- FC Cincinnati announced Friday major development partners for the club's $200 million soccer-specific stadium in Cincinnati.
- Turner Construction, a veteran of hundreds of sports venue projects, will act as the general contractor for the stadium in partnership with local African-American-owned contractor Jostin Construction, which is certified as a minority business and a small business enterprise. MEIS Architects will design the stadium, and has teamed up with a local firm, Elevar Design Group, which will help with some architectural elements. Machete Group will oversee the project budget and schedule, design team and site and master planning, as well as sponsorship and product assets.
- The stadium will have at least 21,000 seats, and the team expects to break ground by the end of this year, according to the Cincinnati Business Courier. If all goes according to plan, the foundation will be visible by the second quarter of 2019, crews will top out by the end of next year, and the team will host its first match there in 2021.
Major League Soccer announced that it had awarded Cincinnati a franchise in May, but work began on a stadium plan well before then. The club's owners agreed to pay for stadium construction and licensing fees, which total $350 million, but the city and county will pay for between $70 million and $75 million of necessary infrastructure projects around the stadium, including a $15 million parking garage, according to The Enquirer.
Detroit also applied for an MLS expansion team but was denied by the soccer authority in its latest round of franchise awards. MLS has made it no secret that it would give franchise preference to those cities that built soccer-specific stadiums, and billionaire Quicken founder Dan Gilbert, his development company and Detroit Pistons owner Tom Gores were on track to do just that.
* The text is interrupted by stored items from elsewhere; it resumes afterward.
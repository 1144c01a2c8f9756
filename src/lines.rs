//! Pool of terminal line ids.
//!
//! A line moves `Available → Active → Reserved → Available`. Reserved lines
//! hold a just-printed completion and are only handed out again once they
//! have aged past the reserve timeout, so a fresh spinner never animates
//! over text that was written moments ago.
//!
//! Without a terminal there is no cursor positioning, so ids are never
//! reused and freed lines go straight back to `Available`.

use std::collections::{BTreeMap, HashMap};
use std::time::{Duration, Instant};

use crate::spinner::SpinnerId;

pub type LineId = usize;

#[derive(Debug, Clone, Copy, PartialEq, Eq)]
pub enum LineState {
    Available,
    Active,
    Reserved,
}

#[derive(Debug, Clone)]
pub struct Line {
    pub id: LineId,
    pub state: LineState,
    pub owner: Option<SpinnerId>,
    pub reserved_at: Option<Instant>,
}

/// Occupancy counters.
#[derive(Debug, Clone, Copy, Default, PartialEq, Eq)]
pub struct PoolStats {
    pub active: usize,
    pub reserved: usize,
    pub available: usize,
    /// Total ids ever minted; also the next fresh id.
    pub minted: usize,
}

#[derive(Debug)]
pub struct LineTracker {
    lines: BTreeMap<LineId, Line>,
    owners: HashMap<SpinnerId, LineId>,
    next_id: LineId,
    terminal: bool,
    timeout: Duration,
}

impl LineTracker {
    pub fn new(terminal: bool, timeout: Duration) -> Self {
        Self {
            lines: BTreeMap::new(),
            owners: HashMap::new(),
            next_id: 0,
            terminal,
            timeout,
        }
    }

    /// Hand `owner` a line. An owner that already holds one gets it back.
    pub fn allocate(&mut self, owner: SpinnerId) -> LineId {
        if let Some(&id) = self.owners.get(&owner) {
            return id;
        }

        let recycled = if self.terminal {
            self.lines
                .values()
                .find(|line| line.state == LineState::Available)
                .map(|line| line.id)
        } else {
            None
        };

        let id = recycled.unwrap_or_else(|| {
            let id = self.next_id;
            self.next_id += 1;
            id
        });

        self.lines.insert(
            id,
            Line {
                id,
                state: LineState::Active,
                owner: Some(owner),
                reserved_at: None,
            },
        );
        self.owners.insert(owner, id);
        id
    }

    /// Release `owner`'s line. Returns the freed id, `None` for unknown owners.
    pub fn deallocate(&mut self, owner: SpinnerId) -> Option<LineId> {
        self.deallocate_at(owner, Instant::now())
    }

    pub fn deallocate_at(&mut self, owner: SpinnerId, now: Instant) -> Option<LineId> {
        let id = self.owners.remove(&owner)?;
        if let Some(line) = self.lines.get_mut(&id) {
            line.owner = None;
            if self.terminal {
                line.state = LineState::Reserved;
                line.reserved_at = Some(now);
            } else {
                line.state = LineState::Available;
                line.reserved_at = None;
            }
        }
        Some(id)
    }

    /// Return reserved lines older than the timeout to the pool.
    pub fn reclaim(&mut self) -> usize {
        self.reclaim_at(Instant::now())
    }

    pub fn reclaim_at(&mut self, now: Instant) -> usize {
        if !self.terminal {
            return 0;
        }
        let mut count = 0;
        for line in self.lines.values_mut() {
            if line.state != LineState::Reserved {
                continue;
            }
            let expired = line
                .reserved_at
                .is_none_or(|at| now.saturating_duration_since(at) > self.timeout);
            if expired {
                line.state = LineState::Available;
                line.reserved_at = None;
                count += 1;
            }
        }
        count
    }

    pub fn line_id_of(&self, owner: SpinnerId) -> Option<LineId> {
        self.owners.get(&owner).copied()
    }

    pub fn line(&self, id: LineId) -> Option<&Line> {
        self.lines.get(&id)
    }

    /// Owners currently holding a line.
    pub fn owners(&self) -> impl Iterator<Item = SpinnerId> + '_ {
        self.owners.keys().copied()
    }

    pub fn active_count(&self) -> usize {
        self.owners.len()
    }

    pub fn stats(&self) -> PoolStats {
        let mut stats = PoolStats {
            minted: self.next_id,
            ..PoolStats::default()
        };
        for line in self.lines.values() {
            match line.state {
                LineState::Active => stats.active += 1,
                LineState::Reserved => stats.reserved += 1,
                LineState::Available => stats.available += 1,
            }
        }
        stats
    }

    /// Forget every line without an owner. Ids keep counting up, so nothing
    /// retired is ever handed out again.
    pub fn retire(&mut self) -> usize {
        let before = self.lines.len();
        self.lines.retain(|_, line| line.state == LineState::Active);
        before - self.lines.len()
    }

    /// Owners whose bookkeeping disagrees between the owner index and the
    /// line table.
    pub fn validate(&self) -> Vec<SpinnerId> {
        let mut bad = Vec::new();

        for (&owner, &id) in &self.owners {
            let consistent = self.lines.get(&id).is_some_and(|line| {
                line.state == LineState::Active && line.owner == Some(owner)
            });
            if !consistent {
                bad.push(owner);
            }
        }

        for line in self.lines.values() {
            match (line.state, line.owner) {
                (LineState::Active, Some(owner)) => {
                    if self.owners.get(&owner) != Some(&line.id) {
                        bad.push(owner);
                    }
                }
                (LineState::Active, None) => {}
                (_, Some(owner)) => bad.push(owner),
                (_, None) => {}
            }
        }

        bad.sort();
        bad.dedup();
        bad
    }
}

#[cfg(test)]
mod tests {
    use super::*;
    use std::collections::HashSet;

    const TIMEOUT: Duration = Duration::from_secs(3);

    fn owner(n: u64) -> SpinnerId {
        SpinnerId::from_raw(n)
    }

    fn terminal() -> LineTracker {
        LineTracker::new(true, TIMEOUT)
    }

    fn plain() -> LineTracker {
        LineTracker::new(false, TIMEOUT)
    }

    #[test]
    fn mints_sequential_ids() {
        let mut lines = terminal();
        assert_eq!(lines.allocate(owner(1)), 0);
        assert_eq!(lines.allocate(owner(2)), 1);
        assert_eq!(lines.allocate(owner(3)), 2);
    }

    #[test]
    fn allocate_twice_returns_same_line() {
        let mut lines = terminal();
        let first = lines.allocate(owner(1));
        assert_eq!(lines.allocate(owner(1)), first);
        assert_eq!(lines.active_count(), 1);
    }

    #[test]
    fn deallocate_reserves_in_terminal_mode() {
        let mut lines = terminal();
        let id = lines.allocate(owner(1));
        assert_eq!(lines.deallocate(owner(1)), Some(id));

        let line = lines.line(id).unwrap();
        assert_eq!(line.state, LineState::Reserved);
        assert!(line.owner.is_none());
        assert!(line.reserved_at.is_some());
        assert_eq!(lines.line_id_of(owner(1)), None);
    }

    #[test]
    fn deallocate_unknown_owner_is_noop() {
        let mut lines = terminal();
        assert_eq!(lines.deallocate(owner(42)), None);
        assert_eq!(lines.stats(), PoolStats::default());
    }

    #[test]
    fn reserved_line_not_reused_immediately() {
        let mut lines = terminal();
        let freed = lines.allocate(owner(1));
        lines.deallocate(owner(1));
        assert_ne!(lines.allocate(owner(2)), freed);
    }

    #[test]
    fn reclaim_respects_timeout() {
        let mut lines = terminal();
        let start = Instant::now();
        let id = lines.allocate(owner(1));
        lines.deallocate_at(owner(1), start);

        assert_eq!(lines.reclaim_at(start + Duration::from_secs(1)), 0);
        assert_eq!(lines.line(id).unwrap().state, LineState::Reserved);

        assert_eq!(lines.reclaim_at(start + Duration::from_secs(4)), 1);
        assert_eq!(lines.line(id).unwrap().state, LineState::Available);
    }

    #[test]
    fn reclaimed_line_is_reused() {
        let mut lines = terminal();
        let start = Instant::now();
        lines.allocate(owner(1));
        lines.allocate(owner(2));
        lines.deallocate_at(owner(1), start);
        lines.reclaim_at(start + TIMEOUT + Duration::from_millis(1));

        assert_eq!(lines.allocate(owner(3)), 0);
        assert_eq!(lines.stats().minted, 2);
    }

    #[test]
    fn reuse_prefers_lowest_available() {
        let mut lines = terminal();
        let start = Instant::now();
        for n in 0..4 {
            lines.allocate(owner(n));
        }
        lines.deallocate_at(owner(3), start);
        lines.deallocate_at(owner(1), start);
        lines.reclaim_at(start + TIMEOUT * 2);

        assert_eq!(lines.allocate(owner(10)), 1);
        assert_eq!(lines.allocate(owner(11)), 3);
        assert_eq!(lines.allocate(owner(12)), 4);
    }

    #[test]
    fn plain_mode_never_reuses() {
        let mut lines = plain();
        let id = lines.allocate(owner(1));
        lines.deallocate(owner(1));
        assert_eq!(lines.line(id).unwrap().state, LineState::Available);
        assert_ne!(lines.allocate(owner(2)), id);
    }

    #[test]
    fn plain_mode_reclaim_is_noop() {
        let mut lines = plain();
        lines.allocate(owner(1));
        lines.deallocate(owner(1));
        assert_eq!(lines.reclaim_at(Instant::now() + TIMEOUT * 10), 0);
    }

    #[test]
    fn deallocate_does_not_compact() {
        let mut lines = terminal();
        let a = lines.allocate(owner(1));
        let b = lines.allocate(owner(2));
        let c = lines.allocate(owner(3));
        assert_eq!((a, b, c), (0, 1, 2));

        lines.deallocate(owner(2));

        assert_eq!(lines.line_id_of(owner(1)), Some(0));
        assert_eq!(lines.line_id_of(owner(3)), Some(2));
    }

    #[test]
    fn active_ids_stay_distinct_under_churn() {
        let mut lines = terminal();
        let start = Instant::now();
        let mut live: Vec<u64> = Vec::new();

        for step in 0..500u64 {
            let now = start + Duration::from_millis(step * 40);
            // deterministic mix of allocations, releases and reclaims
            match step % 7 {
                0 | 2 | 3 | 5 => {
                    lines.allocate(owner(step));
                    live.push(step);
                }
                1 | 4 if !live.is_empty() => {
                    let victim = live.remove((step as usize * 31) % live.len());
                    lines.deallocate_at(owner(victim), now);
                }
                _ => {
                    lines.reclaim_at(now);
                }
            }

            let ids: Vec<LineId> = live
                .iter()
                .map(|&n| lines.line_id_of(owner(n)).unwrap())
                .collect();
            let unique: HashSet<LineId> = ids.iter().copied().collect();
            assert_eq!(ids.len(), unique.len(), "duplicate active id at step {step}");
            assert!(lines.validate().is_empty());
        }
    }

    #[test]
    fn stats_count_states() {
        let mut lines = terminal();
        lines.allocate(owner(1));
        lines.allocate(owner(2));
        lines.allocate(owner(3));
        let start = Instant::now();
        lines.deallocate_at(owner(1), start);
        lines.deallocate_at(owner(2), start + TIMEOUT * 2);
        lines.reclaim_at(start + TIMEOUT + Duration::from_millis(1));

        assert_eq!(
            lines.stats(),
            PoolStats {
                active: 1,
                reserved: 1,
                available: 1,
                minted: 3,
            }
        );
    }

    #[test]
    fn retire_drops_free_lines_and_keeps_counting() {
        let mut lines = terminal();
        lines.allocate(owner(1));
        lines.allocate(owner(2));
        lines.deallocate(owner(1));

        assert_eq!(lines.retire(), 1);
        assert_eq!(lines.line_id_of(owner(2)), Some(1));
        assert_eq!(lines.allocate(owner(3)), 2);
    }

    #[test]
    fn validate_clean_pool() {
        let mut lines = terminal();
        lines.allocate(owner(1));
        lines.allocate(owner(2));
        lines.deallocate(owner(1));
        assert!(lines.validate().is_empty());
    }

    #[test]
    fn validate_reports_corruption() {
        let mut lines = terminal();
        let id = lines.allocate(owner(1));
        lines.lines.get_mut(&id).unwrap().state = LineState::Reserved;
        assert_eq!(lines.validate(), vec![owner(1)]);
    }
}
After lengthy negotiations with Detroit's Wayne County to swap a stalled jail site for another piece of land where Gilbert would build the county a new criminal justice complex, county and city officials finally came on board. However, Gilbert teamed up with the William Clay Ford family, owners of the Detroit Lions, in advance of the MLS decision, and Detroit's final bid indicated that, if its application was approved, the new team would play at the Lions NFL venue Ford Field in downtown Detroit, which would be retrofitted to accommodate soccer matches. Some onlookers said this decision played a part in the MLS' decision to deny Detroit a slot.